▸ **WORK TO BE COMPLETED**:
A single number is needed: how many lines of the data hold the word "SimilarityIndex".

Stored data entries

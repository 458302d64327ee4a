use axum::{
    extract::{
        ws::{Message, WebSocket, WebSocketUpgrade},
        Path, State,
    },
    http::StatusCode,
    response::Response,
    routing::{get, post},
    Json, Router,
};
use futures::{SinkExt, StreamExt};
use serde::Deserialize;
use serde_json::json;
use std::sync::Arc;
use tokio::sync::mpsc;
use tokio_util::sync::CancellationToken;
use tracing::{debug, error, info, warn};

use crate::advisory::{build_strategy_prompt, GeminiGenerator, StrategyInput, StrategyResponse, TextGenerator};
use crate::config::AppConfig;
use crate::error::{Result, SignalError};
use crate::index::{HttpIndex, MemoryIndex, SignalIndex, SimilarityIndex};
use crate::scorer::{assess, RiskSummary};
use crate::simulator::{StreamLoop, TickMessage};
use crate::types::SignalKind;

type ApiError = (StatusCode, Json<serde_json::Value>);

fn api_error(e: SignalError) -> ApiError {
    let status = match &e {
        SignalError::SchemaMismatch { .. } | SignalError::MalformedRecord(_) => StatusCode::BAD_REQUEST,
        SignalError::IndexUnavailable(_) | SignalError::Advisory(_) => StatusCode::BAD_GATEWAY,
        _ => StatusCode::INTERNAL_SERVER_ERROR,
    };
    (status, Json(json!({ "error": e.to_string() })))
}

fn parse_kind(raw: &str) -> std::result::Result<SignalKind, ApiError> {
    raw.parse()
        .map_err(|_| (StatusCode::NOT_FOUND, Json(json!({ "error": format!("unknown signal `{raw}`") }))))
}

/// Index connection for one signal: the hosted index when a host is
/// configured, otherwise a process-local one.
pub fn build_index(config: &AppConfig, kind: SignalKind) -> Result<SignalIndex> {
    let sig = config.signal(kind);
    let timeout = config.index.query_timeout();
    let inner: Arc<dyn SimilarityIndex> = match &sig.host {
        Some(host) => {
            let key = config.index.api_key.as_deref().ok_or_else(|| {
                SignalError::Config(format!("{kind} index host set but no INDEX_API_KEY"))
            })?;
            info!("{kind} index `{}` at {host}", sig.index_name);
            Arc::new(HttpIndex::new(host, key, timeout)?)
        }
        None => {
            warn!("no host for {kind} index `{}`; using an in-memory index", sig.index_name);
            Arc::new(MemoryIndex::new())
        }
    };
    Ok(SignalIndex::new(kind, inner)
        .with_batch_size(config.index.batch_size)
        .with_timeout(timeout))
}

pub struct SignalIndexes {
    cliff: SignalIndex,
    undercut: SignalIndex,
    overtake: SignalIndex,
}

impl SignalIndexes {
    pub fn new(cliff: SignalIndex, undercut: SignalIndex, overtake: SignalIndex) -> Self {
        Self { cliff, undercut, overtake }
    }

    pub fn from_config(config: &AppConfig) -> Result<Self> {
        Ok(Self::new(
            build_index(config, SignalKind::Cliff)?,
            build_index(config, SignalKind::Undercut)?,
            build_index(config, SignalKind::Overtake)?,
        ))
    }

    pub fn get(&self, kind: SignalKind) -> &SignalIndex {
        match kind {
            SignalKind::Cliff => &self.cliff,
            SignalKind::Undercut => &self.undercut,
            SignalKind::Overtake => &self.overtake,
        }
    }
}

// ---------- Server state ----------

#[derive(Clone)]
pub struct AppState {
    pub config: Arc<AppConfig>,
    pub indexes: Arc<SignalIndexes>,
    pub advisor: Option<Arc<dyn TextGenerator>>,
}

impl AppState {
    pub fn from_config(config: AppConfig) -> Result<Self> {
        let indexes = SignalIndexes::from_config(&config)?;
        let advisor = GeminiGenerator::from_config(&config.advisory)?.map(|g| Arc::new(g) as Arc<dyn TextGenerator>);
        if advisor.is_none() {
            warn!("GEMINI_API_KEY not set; /api/strategy is disabled");
        }
        Ok(Self {
            config: Arc::new(config),
            indexes: Arc::new(indexes),
            advisor,
        })
    }
}

pub fn router(state: AppState) -> Router {
    Router::new()
        .route("/ws/:kind", get(stream_ws))
        .route("/api/risk/:kind", post(risk))
        .route("/api/strategy", post(strategy))
        .route("/health", get(health))
        .with_state(state)
}

// ---------- Handlers ----------

async fn stream_ws(
    ws: WebSocketUpgrade,
    Path(kind): Path<String>,
    State(state): State<AppState>,
) -> std::result::Result<Response, ApiError> {
    let kind = parse_kind(&kind)?;
    let stream = StreamLoop::from_config(&state.config, state.indexes.get(kind).clone()).map_err(api_error)?;
    Ok(ws.on_upgrade(move |socket| serve_stream(socket, kind, stream)))
}

/// Pumps ticks to the client until either side goes away, then cancels the loop.
async fn serve_stream(socket: WebSocket, kind: SignalKind, stream: StreamLoop) {
    let (mut sender, mut receiver) = socket.split();
    let (tx, mut rx) = mpsc::channel::<TickMessage>(4);
    let cancel = CancellationToken::new();
    let producer = tokio::spawn(stream.run(tx, cancel.clone()));
    info!("{kind} client connected");

    loop {
        tokio::select! {
            tick = rx.recv() => {
                let Some(tick) = tick else { break };
                let text = match serde_json::to_string(&tick) {
                    Ok(t) => t,
                    Err(e) => {
                        error!("failed to encode {kind} tick: {e}");
                        continue;
                    }
                };
                if sender.send(Message::Text(text)).await.is_err() {
                    break;
                }
            }
            incoming = receiver.next() => match incoming {
                Some(Ok(Message::Close(_))) | Some(Err(_)) | None => break,
                Some(Ok(other)) => debug!("ignoring {kind} client message: {other:?}"),
            },
        }
    }

    cancel.cancel();
    if let Err(e) = producer.await {
        error!("{kind} stream task failed: {e}");
    }
    info!("{kind} client disconnected");
}

#[derive(Debug, Deserialize)]
pub struct RiskQuery {
    pub vector: Vec<f32>,
    /// Identity used by the overtake reducer.
    #[serde(default)]
    pub driver: Option<String>,
    #[serde(default)]
    pub top_k: Option<usize>,
}

async fn risk(
    State(state): State<AppState>,
    Path(kind): Path<String>,
    Json(q): Json<RiskQuery>,
) -> std::result::Result<Json<RiskSummary>, ApiError> {
    let kind = parse_kind(&kind)?;
    let top_k = q.top_k.unwrap_or(state.config.signal(kind).top_k).max(1);
    let driver = q.driver.as_deref().unwrap_or("MY_CAR");
    let result = assess(state.indexes.get(kind), &q.vector, top_k, driver, &state.config.scoring.params())
        .await
        .map_err(api_error)?;
    Ok(Json(result.summary))
}

async fn strategy(
    State(state): State<AppState>,
    Json(input): Json<StrategyInput>,
) -> std::result::Result<Json<StrategyResponse>, ApiError> {
    let Some(advisor) = state.advisor.as_ref() else {
        return Err((
            StatusCode::SERVICE_UNAVAILABLE,
            Json(json!({ "error": "no advisory model configured" })),
        ));
    };
    let prompt = build_strategy_prompt(&input);
    let strategy = advisor.generate(&prompt).await.map_err(api_error)?;
    Ok(Json(StrategyResponse { strategy }))
}

async fn health() -> Json<serde_json::Value> {
    Json(json!({ "ok": true }))
}

/// Binds and serves until the process is stopped.
pub async fn serve(state: AppState) -> anyhow::Result<()> {
    let addr = std::net::SocketAddr::from(([0, 0, 0, 0], state.config.port));
    let app = router(state);
    info!("listening on {}", addr);
    let listener = tokio::net::TcpListener::bind(addr).await?;
    axum::serve(listener, app).await?;
    Ok(())
}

▸ **RESPONSE BOX**:
2